Problem to work on: Say how many lines in the entries hold the string "dropping", giving the number by itself.

※ ※ ※

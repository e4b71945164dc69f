use std::fmt;
use std::path::PathBuf;

use serde::{Deserialize, Serialize};
use url::Url;

/// A show found on the search page.
#[derive(Debug, Clone, PartialEq, Eq)]
pub struct ShowRef {
    pub title: String,
    pub description: String,
    pub href: Url,
}

/// One episode parsed from a show's listing pages. Identity is `href`.
#[derive(Debug, Clone, PartialEq, Eq)]
pub struct EpisodeRef {
    pub series_name: String,
    pub episode_name: String,
    pub href: Url,
}

impl EpisodeRef {
    pub fn display_label(&self) -> String {
        format!("{} - {}", self.series_name, self.episode_name)
    }
}

/// A queued download. Consumed when its worker starts.
#[derive(Debug, Clone, PartialEq, Eq)]
pub struct DownloadRequest {
    pub href: Url,
}

#[derive(Debug, Clone, Copy, Default, PartialEq, Eq, Serialize, Deserialize)]
pub enum Quality {
    Low,
    #[default]
    Medium,
    High,
}

impl Quality {
    pub const ALL: [Quality; 3] = [Quality::Low, Quality::Medium, Quality::High];

    /// The yt-dlp format selector this quality maps to.
    pub fn format_selector(self) -> &'static str {
        match self {
            Quality::Low => "worstaudio",
            Quality::Medium => "bestaudio[abr<=128]",
            Quality::High => "bestaudio",
        }
    }
}

impl fmt::Display for Quality {
    fn fmt(&self, f: &mut fmt::Formatter<'_>) -> fmt::Result {
        let name = match self {
            Quality::Low => "Low",
            Quality::Medium => "Medium",
            Quality::High => "High",
        };
        f.write_str(name)
    }
}

/// User settings, read (not mutated) by the download pipeline.
#[derive(Debug, Clone, Serialize, Deserialize)]
pub struct Settings {
    pub download_dir: PathBuf,
    pub quality: Quality,
}

impl Default for Settings {
    fn default() -> Self {
        Self {
            download_dir: std::env::current_dir().unwrap_or_else(|_| PathBuf::from(".")),
            quality: Quality::default(),
        }
    }
}

#[cfg(test)]
mod tests {
    use super::*;

    #[test]
    fn test_quality_format_selectors() {
        assert_eq!(Quality::Low.format_selector(), "worstaudio");
        assert_eq!(Quality::Medium.format_selector(), "bestaudio[abr<=128]");
        assert_eq!(Quality::High.format_selector(), "bestaudio");
    }

    #[test]
    fn test_display_label() {
        let episode = EpisodeRef {
            series_name: "In Our Time".to_string(),
            episode_name: "The Haber Process".to_string(),
            href: Url::parse("https://www.bbc.co.uk/sounds/play/abc").unwrap(),
        };
        assert_eq!(episode.display_label(), "In Our Time - The Haber Process");
    }
}
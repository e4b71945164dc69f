use std::path::PathBuf;
use std::process::Stdio;
use std::sync::OnceLock;

use futures::stream::BoxStream;
use futures::StreamExt;
use regex::Regex;
use tokio::io::{AsyncBufRead, AsyncBufReadExt, BufReader, Lines};
use tokio::process::{Child, ChildStdout, Command};
use url::Url;

const DEFAULT_TOOL: &str = "yt-dlp";

/// Everything needed to invoke the external download tool once.
#[derive(Debug, Clone)]
pub struct WorkerSpawn {
    pub worker_id: u64,
    pub href: Url,
    pub download_dir: PathBuf,
    pub format_selector: String,
    pub tool: String,
}

impl WorkerSpawn {
    pub fn new(worker_id: u64, href: Url, download_dir: PathBuf, format_selector: String) -> Self {
        Self {
            worker_id,
            href,
            download_dir,
            format_selector,
            tool: DEFAULT_TOOL.to_string(),
        }
    }
}

#[derive(Debug, Clone)]
pub enum WorkerEvent {
    Progress {
        worker_id: u64,
        percent: u32,
    },
    /// Exactly one terminal event per invocation; the stream ends after it.
    Finished {
        worker_id: u64,
        href: Url,
        success: bool,
        message: String,
    },
}

enum WorkerState {
    Start(WorkerSpawn),
    Streaming {
        worker_id: u64,
        href: Url,
        child: Child,
        lines: Lines<BufReader<ChildStdout>>,
    },
    Finished,
}

/// Run one download invocation as an event stream: a `Progress` event per
/// matched output line (no deduplication, every match forwarded), then one
/// `Finished`. Spawn failures become a failed `Finished` carrying the error
/// text. The worker is single-shot and cannot be reused.
pub fn run(spawn: WorkerSpawn) -> BoxStream<'static, WorkerEvent> {
    futures::stream::unfold(WorkerState::Start(spawn), |state| async move {
        match state {
            WorkerState::Start(spawn) => {
                let output_template = spawn.download_dir.join("%(title)s.%(ext)s");
                let mut command = Command::new(&spawn.tool);
                command
                    .arg("--newline")
                    .arg("-o")
                    .arg(&output_template)
                    .arg("-f")
                    .arg(&spawn.format_selector)
                    .arg(spawn.href.as_str())
                    .stdin(Stdio::null())
                    .stdout(Stdio::piped())
                    .stderr(Stdio::null());

                log::info!("starting {} for {}", spawn.tool, spawn.href);
                let mut child = match command.spawn() {
                    Ok(child) => child,
                    Err(e) => {
                        return Some((
                            WorkerEvent::Finished {
                                worker_id: spawn.worker_id,
                                href: spawn.href,
                                success: false,
                                message: format!("Error: {e}"),
                            },
                            WorkerState::Finished,
                        ));
                    }
                };

                let Some(stdout) = child.stdout.take() else {
                    return Some((
                        WorkerEvent::Finished {
                            worker_id: spawn.worker_id,
                            href: spawn.href,
                            success: false,
                            message: "Error: could not capture tool output".to_string(),
                        },
                        WorkerState::Finished,
                    ));
                };

                let lines = BufReader::new(stdout).lines();
                Some(next_event(spawn.worker_id, spawn.href, child, lines).await)
            }
            WorkerState::Streaming {
                worker_id,
                href,
                child,
                lines,
            } => Some(next_event(worker_id, href, child, lines).await),
            WorkerState::Finished => None,
        }
    })
    .boxed()
}

async fn next_event(
    worker_id: u64,
    href: Url,
    mut child: Child,
    mut lines: Lines<BufReader<ChildStdout>>,
) -> (WorkerEvent, WorkerState) {
    if let Some(percent) = next_percent(&mut lines).await {
        return (
            WorkerEvent::Progress { worker_id, percent },
            WorkerState::Streaming {
                worker_id,
                href,
                child,
                lines,
            },
        );
    }

    // Output exhausted; the exit status decides the terminal event.
    let (success, message) = match child.wait().await {
        Ok(status) if status.success() => (true, "Download completed successfully.".to_string()),
        Ok(_) => (false, "Download failed.".to_string()),
        Err(e) => (false, format!("Error: {e}")),
    };
    (
        WorkerEvent::Finished {
            worker_id,
            href,
            success,
            message,
        },
        WorkerState::Finished,
    )
}

/// Scan lines in program order until the next progress marker; unmatched
/// lines are skipped. `None` means the stream is exhausted.
async fn next_percent<R: AsyncBufRead + Unpin>(lines: &mut Lines<R>) -> Option<u32> {
    loop {
        match lines.next_line().await {
            Ok(Some(line)) => {
                if let Some(percent) = parse_progress(&line) {
                    return Some(percent);
                }
            }
            Ok(None) | Err(_) => return None,
        }
    }
}

fn progress_pattern() -> &'static Regex {
    static PATTERN: OnceLock<Regex> = OnceLock::new();
    PATTERN.get_or_init(|| {
        Regex::new(r"\[download\]\s+(\d+(?:\.\d+)?)%").expect("pattern is a valid literal")
    })
}

/// Percentage from a `[download]  <float>%` line, truncated to an integer.
fn parse_progress(line: &str) -> Option<u32> {
    let caps = progress_pattern().captures(line)?;
    let percent: f64 = caps.get(1)?.as_str().parse().ok()?;
    Some(percent as u32)
}

#[cfg(test)]
mod tests {
    use super::*;

    #[test]
    fn test_parse_progress_lines() {
        assert_eq!(parse_progress("[download]  0.0%"), Some(0));
        assert_eq!(
            parse_progress("[download]  45.5% of 10.00MiB at 1.50MiB/s ETA 00:30"),
            Some(45)
        );
        assert_eq!(parse_progress("[download] 100%"), Some(100));
        assert_eq!(parse_progress("[download] Destination: ep.m4a"), None);
        assert_eq!(parse_progress("45.5% without marker"), None);
    }

    #[tokio::test]
    async fn test_progress_forwarded_in_program_order() {
        let output = b"[download]  0.0%\n\
                       [download] Destination: ep.m4a\n\
                       [download]  45.5%\n\
                       [download]  100.0%\n";
        let mut lines = BufReader::new(&output[..]).lines();

        let mut seen = Vec::new();
        while let Some(percent) = next_percent(&mut lines).await {
            seen.push(percent);
        }
        assert_eq!(seen, vec![0, 45, 100]);
    }

    #[tokio::test]
    async fn test_spawn_failure_emits_single_failed_terminal() {
        let mut spawn = WorkerSpawn::new(
            7,
            Url::parse("https://example.com/ep").unwrap(),
            std::env::temp_dir(),
            "bestaudio".to_string(),
        );
        spawn.tool = "definitely-not-a-real-tool".to_string();

        let events: Vec<WorkerEvent> = run(spawn).collect().await;
        assert_eq!(events.len(), 1);
        match &events[0] {
            WorkerEvent::Finished {
                worker_id,
                success,
                message,
                ..
            } => {
                assert_eq!(*worker_id, 7);
                assert!(!*success);
                assert!(message.starts_with("Error:"));
            }
            other => panic!("expected terminal event, got {other:?}"),
        }
    }
}
pub fn update(app: &mut App, message: Message) -> Task<Message> {
    match message {
        Message::TabSelected(tab) => {
            app.tab = tab;
            Task::none()
        }
        Message::Search(msg) => match msg {
            SearchMessage::QueryChanged(query) => {
                app.search.query = query;
                Task::none()
            }
            SearchMessage::SearchPressed => {
                let term = app.search.query.trim().to_string();
                if term.is_empty() {
                    return Task::none();
                }
                app.search.status_message = format!("Searching for: {term}");
                app.search.results.clear();
                app.search.selected = None;

                let client = app.client.clone();
                let parser = app.parser.clone();
                Task::perform(
                    catalog::search_shows(client, parser, term),
                    Message::SearchCompleted,
                )
            }
            SearchMessage::ResultSelected(index) => {
                app.search.selected = Some(index);
                Task::none()
            }
            SearchMessage::GoToShow => {
                let show = app
                    .search
                    .selected
                    .and_then(|index| app.search.results.get(index))
                    .cloned();
                match show {
                    Some(show) => app.open_session(show),
                    None => Task::none(),
                }
            }
        },
        Message::SearchCompleted(result) => {
            match result {
                Ok(results) => {
                    app.search.status_message = if results.is_empty() {
                        "No shows found.".to_string()
                    } else {
                        format!("{} shows found.", results.len())
                    };
                    app.search.results = results;
                }
                Err(e) => {
                    log::warn!("search failed: {e}");
                    app.search.status_message = "Error fetching search results.".to_string();
                }
            }
            Task::none()
        }
        Message::EpisodesLoaded { session, episodes } => {
            match app.session_mut(session) {
                Some(live) => {
                    live.loading = false;
                    live.episodes = episodes;
                }
                None => log::debug!("dropping episode list for stale session {session}"),
            }
            Task::none()
        }
        Message::Episodes(msg) => match msg {
            EpisodesMessage::Back => {
                // Teardown: the temp dir goes with the session.
                app.session = None;
                Task::none()
            }
            EpisodesMessage::Selected(index) => {
                let Some(session) = app.session.as_mut() else {
                    return Task::none();
                };
                session.selected = Some(index);
                match session.selected_episode().map(|episode| episode.href.clone()) {
                    Some(href) => app.fetch_missing_metadata(href),
                    None => Task::none(),
                }
            }
            EpisodesMessage::DownloadPressed => {
                let href = app
                    .session
                    .as_ref()
                    .and_then(|session| session.selected_episode())
                    .map(|episode| episode.href.clone());
                let Some(href) = href else {
                    return Task::none();
                };
                match app.manager.enqueue(href) {
                    Some(command) => app.start_worker(command),
                    None => Task::none(),
                }
            }
        },
        Message::DescriptionFetched {
            session,
            href,
            text,
        } => {
            match app.session_mut(session) {
                Some(live) => live.cache.complete_description(href, text),
                None => log::debug!("dropping stale description for session {session}"),
            }
            Task::none()
        }
        Message::CoverFetched {
            session,
            href,
            path,
        } => {
            match app.session_mut(session) {
                Some(live) => live.cache.complete_cover(href, path),
                None => log::debug!("dropping stale cover for session {session}"),
            }
            Task::none()
        }
        Message::Worker(event) => match event {
            WorkerEvent::Progress { worker_id, percent } => {
                app.manager.on_progress(worker_id, percent);
                Task::none()
            }
            WorkerEvent::Finished {
                worker_id,
                href,
                message,
                ..
            } => {
                app.last_download_message = Some(format!("{message} ({href})"));
                app.downloaded_files = utils::audio_files_in(&app.settings.download_dir);
                match app.manager.on_worker_terminal(worker_id) {
                    Some(command) => app.start_worker(command),
                    None => Task::none(),
                }
            }
        },
        Message::Settings(msg) => match msg {
            SettingsMessage::LocationChanged(location) => {
                app.settings_view.location = location;
                Task::none()
            }
            SettingsMessage::BrowsePressed => Task::perform(
                async {
                    rfd::AsyncFileDialog::new()
                        .pick_folder()
                        .await
                        .map(|handle| handle.path().to_path_buf())
                },
                Message::DownloadDirPicked,
            ),
            SettingsMessage::QualitySelected(quality) => {
                app.settings_view.quality = quality;
                Task::none()
            }
            SettingsMessage::SavePressed => {
                let location = app.settings_view.location.trim();
                if !location.is_empty() {
                    app.settings.download_dir = PathBuf::from(location);
                }
                app.settings.quality = app.settings_view.quality;
                app.settings_view.status =
                    match settings::save(&app.settings_path, &app.settings) {
                        Ok(()) => "Settings saved.".to_string(),
                        Err(e) => format!("Could not save settings: {e}"),
                    };
                app.downloaded_files = utils::audio_files_in(&app.settings.download_dir);
                Task::none()
            }
        },
        Message::DownloadDirPicked(path) => {
            if let Some(path) = path {
                app.settings_view.location = path.display().to_string();
            }
            Task::none()
        }
    }
}

pub fn view(app: &App) -> Element<'_, Message> {
    let tab_bar = row![
        tab_button("Search", Tab::Search),
        tab_button("Queue", Tab::Queue),
        tab_button("Downloads", Tab::Downloads),
        tab_button("Settings", Tab::Settings),
    ]
    .spacing(8);

    let body: Element<'_, Message> = match app.tab {
        Tab::Search => match &app.session {
            Some(session) => episodes::view(session).map(Message::Episodes),
            None => app.search.view().map(Message::Search),
        },
        Tab::Queue => queue::view(&app.manager),
        Tab::Downloads => downloads::view(
            &app.downloaded_files,
            app.manager.active().map(|active| active.percent),
            app.last_download_message.as_deref(),
        ),
        Tab::Settings => app.settings_view.view().map(Message::Settings),
    };

    column![tab_bar, body]
        .padding(10)
        .spacing(10)
        .height(Length::Fill)
        .into()
}

fn tab_button(label: &str, tab: Tab) -> Element<'_, Message> {
    button(text(label).size(14))
        .on_press(Message::TabSelected(tab))
        .padding([6, 12])
        .into()
}

#[cfg(test)]
mod tests {
    use super::*;

    fn show() -> ShowRef {
        ShowRef {
            title: "Newscast".to_string(),
            description: String::new(),
            href: Url::parse("https://example.com/show").unwrap(),
        }
    }

    fn href(s: &str) -> Url {
        Url::parse(s).unwrap()
    }

    #[test]
    fn test_live_completions_populate_cache() {
        let mut app = App::new();
        app.session = Some(EpisodeSession::new(3, show()).unwrap());
        app.next_session_id = 3;
        let ep = href("https://example.com/ep");

        let _ = update(
            &mut app,
            Message::DescriptionFetched {
                session: 3,
                href: ep.clone(),
                text: "synopsis".to_string(),
            },
        );
        let _ = update(
            &mut app,
            Message::CoverFetched {
                session: 3,
                href: ep.clone(),
                path: None,
            },
        );

        let session = app.session.as_ref().unwrap();
        assert_eq!(session.cache.record(&ep).unwrap().description, "synopsis");
    }

    #[test]
    fn test_stale_session_completion_is_suppressed() {
        let mut app = App::new();
        app.session = Some(EpisodeSession::new(3, show()).unwrap());
        app.next_session_id = 3;
        let ep = href("https://example.com/ep");

        // A completion from a torn-down session must not write to the
        // live session's cache.
        let _ = update(
            &mut app,
            Message::DescriptionFetched {
                session: 2,
                href: ep.clone(),
                text: "stale".to_string(),
            },
        );
        let _ = update(
            &mut app,
            Message::CoverFetched {
                session: 2,
                href: ep.clone(),
                path: None,
            },
        );

        let session = app.session.as_ref().unwrap();
        assert!(session.cache.record(&ep).is_none());
        assert!(!session.cache.is_pending(&ep));
    }

    #[test]
    fn test_completion_after_full_teardown_is_dropped() {
        let mut app = App::new();
        app.session = None;

        let _ = update(
            &mut app,
            Message::DescriptionFetched {
                session: 1,
                href: href("https://example.com/ep"),
                text: "late".to_string(),
            },
        );
        assert!(app.session.is_none());
    }
}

※ ※ ※

Exercise answer: 3